**TASK INSTRUCTIONS**
Here are some records; copy every line that holds the word "false".

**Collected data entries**
★ ★ ★ ★

//! File walking functionality for directory traversal

use super::language::{detect_from_file_name, detect_language};
use anyhow::{Context, Result};
use globset::{Glob, GlobSet, GlobSetBuilder};
use ignore::WalkBuilder;
use std::fs::File;
use std::io::Read;
use std::path::{Path, PathBuf};
use tokio_util::sync::CancellationToken;

/// Directory names never descended into
pub const SKIPPED_DIRS: &[&str] = &[
    "node_modules",
    "target",
    "dist",
    "build",
    "vendor",
    ".git",
    "__pycache__",
    ".venv",
    "venv",
    "coverage",
    ".next",
    "out",
];

/// Bytes inspected by the binary check
const SNIFF_LEN: usize = 8192;

pub struct FileWalker {
    pub(crate) root: PathBuf,
    pub(crate) max_file_size: usize,
    pub(crate) include_patterns: Vec<String>,
    pub(crate) exclude_patterns: Vec<String>,
    cancel: Option<CancellationToken>,
}

impl FileWalker {
    pub fn new(root: impl AsRef<Path>, max_file_size: usize) -> Self {
        Self {
            root: root.as_ref().to_path_buf(),
            max_file_size,
            include_patterns: vec![],
            exclude_patterns: vec![],
            cancel: None,
        }
    }

    /// Stop the walk early once the token is cancelled
    pub fn with_cancellation(mut self, cancel: CancellationToken) -> Self {
        self.cancel = Some(cancel);
        self
    }

    pub fn with_patterns(
        mut self,
        include_patterns: Vec<String>,
        exclude_patterns: Vec<String>,
    ) -> Self {
        self.include_patterns = include_patterns;
        self.exclude_patterns = exclude_patterns;
        self
    }

    fn is_cancelled(&self) -> bool {
        self.cancel.as_ref().is_some_and(|c| c.is_cancelled())
    }

    /// Walk the directory and collect every eligible file, sorted by path
    ///
    /// A cancelled walk returns the files found so far.
    pub fn walk(&self) -> Result<Vec<PathBuf>> {
        if !self.root.exists() {
            anyhow::bail!("Root directory does not exist: {:?}", self.root);
        }
        if !self.root.is_dir() {
            anyhow::bail!("Root path is not a directory: {:?}", self.root);
        }

        let include = compile_globs(&self.include_patterns)?;
        let exclude = compile_globs(&self.exclude_patterns)?;

        let walker = WalkBuilder::new(&self.root)
            .standard_filters(true) // .gitignore, .ignore, hidden files
            .require_git(false)
            .filter_entry(|entry| {
                let is_dir = entry.file_type().is_some_and(|t| t.is_dir());
                !(is_dir && entry.depth() > 0 && is_skipped_dir(entry.file_name()))
            })
            .build();

        let mut files = Vec::new();
        for entry in walker {
            if self.is_cancelled() {
                tracing::info!("File walk cancelled after {} files", files.len());
                break;
            }

            let entry = match entry {
                Ok(entry) => entry,
                Err(e) => {
                    tracing::warn!("Skipping unreadable entry: {}", e);
                    continue;
                }
            };
            if !entry.file_type().is_some_and(|t| t.is_file()) {
                continue;
            }
            let path = entry.path();

            if !has_indexable_name(path) {
                continue;
            }

            let relative = path.strip_prefix(&self.root).unwrap_or(path);
            if !matches_patterns(relative, include.as_ref(), exclude.as_ref()) {
                continue;
            }

            match entry.metadata() {
                Ok(metadata) if metadata.len() > self.max_file_size as u64 => {
                    tracing::debug!("Skipping large file: {:?}", path);
                    continue;
                }
                Ok(_) => {}
                Err(e) => {
                    tracing::debug!("Skipping {:?}: {}", path, e);
                    continue;
                }
            }

            match is_text_file(path) {
                Ok(true) => files.push(path.to_path_buf()),
                Ok(false) => tracing::debug!("Skipping binary file: {:?}", path),
                Err(e) => tracing::debug!("Skipping {:?}: {:#}", path, e),
            }
        }

        files.sort();
        tracing::info!("Found {} files to index under {:?}", files.len(), self.root);
        Ok(files)
    }
}

fn is_skipped_dir(name: &std::ffi::OsStr) -> bool {
    name.to_str().is_some_and(|n| SKIPPED_DIRS.contains(&n))
}

/// Source and text files the chunker knows a language for
pub(crate) fn has_indexable_name(path: &Path) -> bool {
    if let Some(ext) = path.extension().and_then(|e| e.to_str()) {
        return detect_language(ext).is_some();
    }
    path.file_name()
        .and_then(|n| n.to_str())
        .and_then(detect_from_file_name)
        .is_some()
}

fn compile_globs(patterns: &[String]) -> Result<Option<GlobSet>> {
    if patterns.is_empty() {
        return Ok(None);
    }
    let mut builder = GlobSetBuilder::new();
    for pattern in patterns {
        builder.add(Glob::new(pattern).with_context(|| format!("Invalid glob '{}'", pattern))?);
        // "src/**" should also match "nested/src/x.rs"
        if !pattern.starts_with("**/") && !pattern.starts_with('/') {
            builder.add(Glob::new(&format!("**/{}", pattern))?);
        }
    }
    Ok(Some(builder.build()?))
}

/// Include patterns must match when given; exclude patterns must not
pub(crate) fn matches_patterns(
    relative: &Path,
    include: Option<&GlobSet>,
    exclude: Option<&GlobSet>,
) -> bool {
    if let Some(include) = include
        && !include.is_match(relative)
    {
        return false;
    }
    !exclude.is_some_and(|exclude| exclude.is_match(relative))
}

/// Check if a file is likely text (not binary) from its first bytes
pub(crate) fn is_text_file(path: &Path) -> Result<bool> {
    let mut file = File::open(path).context("Failed to open file")?;
    let mut buf = vec![0u8; SNIFF_LEN];
    let read = file.read(&mut buf).context("Failed to read file")?;
    let head = &buf[..read];

    if head.is_empty() {
        return Ok(true);
    }
    if head.contains(&0) {
        return Ok(false);
    }

    // More than 30% control bytes reads as binary
    let non_printable = head
        .iter()
        .filter(|&&b| b < 0x20 && b != b'\n' && b != b'\r' && b != b'\t')
        .count();
    Ok((non_printable as f64 / head.len() as f64) < 0.3)
}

★ ★ ★ ★

**SOLUTION**
            .require_git(false)
                Ok(false) => tracing::debug!("Skipping binary file: {:?}", path),
        return false;
        return Ok(false);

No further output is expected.